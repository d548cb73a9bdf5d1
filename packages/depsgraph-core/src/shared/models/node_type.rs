//! Component kinds and operation codes

use serde::{Deserialize, Serialize};
use std::fmt;

/// Kind of a component node: one coherent aspect of an entity's evaluation
#[derive(Debug, Clone, Copy, PartialEq, Eq, Hash, PartialOrd, Ord, Serialize, Deserialize)]
#[serde(rename_all = "snake_case")]
pub enum NodeType {
    Parameters,
    Animation,
    Transform,
    Geometry,
    Shading,
    Sequencer,
    Audio,
    LayerCollections,
    CopyOnWrite,
    Visibility,
    ObjectFromLayer,
    Dupli,
    Synchronization,
    GenericDatablock,
    NTreeOutput,
    Cache,
}

impl NodeType {
    pub fn name(&self) -> &'static str {
        match self {
            Self::Parameters => "PARAMETERS",
            Self::Animation => "ANIMATION",
            Self::Transform => "TRANSFORM",
            Self::Geometry => "GEOMETRY",
            Self::Shading => "SHADING",
            Self::Sequencer => "SEQUENCER",
            Self::Audio => "AUDIO",
            Self::LayerCollections => "LAYER_COLLECTIONS",
            Self::CopyOnWrite => "COPY_ON_WRITE",
            Self::Visibility => "VISIBILITY",
            Self::ObjectFromLayer => "OBJECT_FROM_LAYER",
            Self::Dupli => "DUPLI",
            Self::Synchronization => "SYNCHRONIZATION",
            Self::GenericDatablock => "GENERIC_DATABLOCK",
            Self::NTreeOutput => "NTREE_OUTPUT",
            Self::Cache => "CACHE",
        }
    }
}

impl fmt::Display for NodeType {
    fn fmt(&self, f: &mut fmt::Formatter<'_>) -> fmt::Result {
        f.write_str(self.name())
    }
}

/// One discrete evaluation step inside a component
#[derive(Debug, Clone, Copy, PartialEq, Eq, Hash, PartialOrd, Ord, Serialize, Deserialize)]
#[serde(rename_all = "snake_case")]
pub enum OpCode {
    // Parameters
    ParametersEntry,
    ParametersEval,
    ParametersExit,
    Driver,

    // Animation
    AnimationEntry,
    AnimationEval,
    AnimationExit,

    // Scene
    SceneEval,
    ViewLayerEval,

    // Audio and sequencer
    AudioEntry,
    AudioVolume,
    SoundEval,
    SpeakerEval,
    SequencesEval,

    // Object transform
    TransformInit,
    TransformLocal,
    TransformParent,
    TransformConstraints,
    TransformFinal,

    // Flags coming from view layer bases
    ObjectFromLayerEntry,
    ObjectBaseFlags,
    ObjectFromLayerExit,

    // Geometry
    GeometryEvalInit,
    GeometryEval,
    GeometryEvalDone,

    // Shading
    MaterialUpdate,
    WorldUpdate,
    LightUpdate,

    NTreeOutput,
    GenericDatablockUpdate,
    MaskAnimation,
    MaskEval,
    MovieClipEval,
    FileCacheUpdate,

    CopyOnWrite,
    Visibility,
    Dupli,
    SynchronizeToOriginal,
}

impl OpCode {
    pub fn name(&self) -> &'static str {
        match self {
            Self::ParametersEntry => "PARAMETERS_ENTRY",
            Self::ParametersEval => "PARAMETERS_EVAL",
            Self::ParametersExit => "PARAMETERS_EXIT",
            Self::Driver => "DRIVER",
            Self::AnimationEntry => "ANIMATION_ENTRY",
            Self::AnimationEval => "ANIMATION_EVAL",
            Self::AnimationExit => "ANIMATION_EXIT",
            Self::SceneEval => "SCENE_EVAL",
            Self::ViewLayerEval => "VIEW_LAYER_EVAL",
            Self::AudioEntry => "AUDIO_ENTRY",
            Self::AudioVolume => "AUDIO_VOLUME",
            Self::SoundEval => "SOUND_EVAL",
            Self::SpeakerEval => "SPEAKER_EVAL",
            Self::SequencesEval => "SEQUENCES_EVAL",
            Self::TransformInit => "TRANSFORM_INIT",
            Self::TransformLocal => "TRANSFORM_LOCAL",
            Self::TransformParent => "TRANSFORM_PARENT",
            Self::TransformConstraints => "TRANSFORM_CONSTRAINTS",
            Self::TransformFinal => "TRANSFORM_FINAL",
            Self::ObjectFromLayerEntry => "OBJECT_FROM_LAYER_ENTRY",
            Self::ObjectBaseFlags => "OBJECT_BASE_FLAGS",
            Self::ObjectFromLayerExit => "OBJECT_FROM_LAYER_EXIT",
            Self::GeometryEvalInit => "GEOMETRY_EVAL_INIT",
            Self::GeometryEval => "GEOMETRY_EVAL",
            Self::GeometryEvalDone => "GEOMETRY_EVAL_DONE",
            Self::MaterialUpdate => "MATERIAL_UPDATE",
            Self::WorldUpdate => "WORLD_UPDATE",
            Self::LightUpdate => "LIGHT_UPDATE",
            Self::NTreeOutput => "NTREE_OUTPUT",
            Self::GenericDatablockUpdate => "GENERIC_DATABLOCK_UPDATE",
            Self::MaskAnimation => "MASK_ANIMATION",
            Self::MaskEval => "MASK_EVAL",
            Self::MovieClipEval => "MOVIECLIP_EVAL",
            Self::FileCacheUpdate => "FILE_CACHE_UPDATE",
            Self::CopyOnWrite => "COPY_ON_WRITE",
            Self::Visibility => "VISIBILITY",
            Self::Dupli => "DUPLI",
            Self::SynchronizeToOriginal => "SYNCHRONIZE_TO_ORIGINAL",
        }
    }
}

impl fmt::Display for OpCode {
    fn fmt(&self, f: &mut fmt::Formatter<'_>) -> fmt::Result {
        f.write_str(self.name())
    }
}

-=-=-=-=-

## What is required
Everything from the first line of the data through the line containing "inside a component" should be echoed exactly. Add nothing.

## Reply to the exercise
repository d548cb73a9bdf5d1
filename packages/depsgraph-core/src/shared/models/node_type.rs
//! Component kinds and operation codes

use serde::{Deserialize, Serialize};
use std::fmt;

/// Kind of a component node: one coherent aspect of an entity's evaluation
#[derive(Debug, Clone, Copy, PartialEq, Eq, Hash, PartialOrd, Ord, Serialize, Deserialize)]
#[serde(rename_all = "snake_case")]
pub enum NodeType {
    Parameters,
    Animation,
    Transform,
    Geometry,
    Shading,
    Sequencer,
    Audio,
    LayerCollections,
    CopyOnWrite,
    Visibility,
    ObjectFromLayer,
    Dupli,
    Synchronization,
    GenericDatablock,
    NTreeOutput,
    Cache,
}

impl NodeType {
    pub fn name(&self) -> &'static str {
        match self {
            Self::Parameters => "PARAMETERS",
            Self::Animation => "ANIMATION",
            Self::Transform => "TRANSFORM",
            Self::Geometry => "GEOMETRY",
            Self::Shading => "SHADING",
            Self::Sequencer => "SEQUENCER",
            Self::Audio => "AUDIO",
            Self::LayerCollections => "LAYER_COLLECTIONS",
            Self::CopyOnWrite => "COPY_ON_WRITE",
            Self::Visibility => "VISIBILITY",
            Self::ObjectFromLayer => "OBJECT_FROM_LAYER",
            Self::Dupli => "DUPLI",
            Self::Synchronization => "SYNCHRONIZATION",
            Self::GenericDatablock => "GENERIC_DATABLOCK",
            Self::NTreeOutput => "NTREE_OUTPUT",
            Self::Cache => "CACHE",
        }
    }
}

impl fmt::Display for NodeType {
    fn fmt(&self, f: &mut fmt::Formatter<'_>) -> fmt::Result {
        f.write_str(self.name())
    }
}

/// One discrete evaluation step inside a component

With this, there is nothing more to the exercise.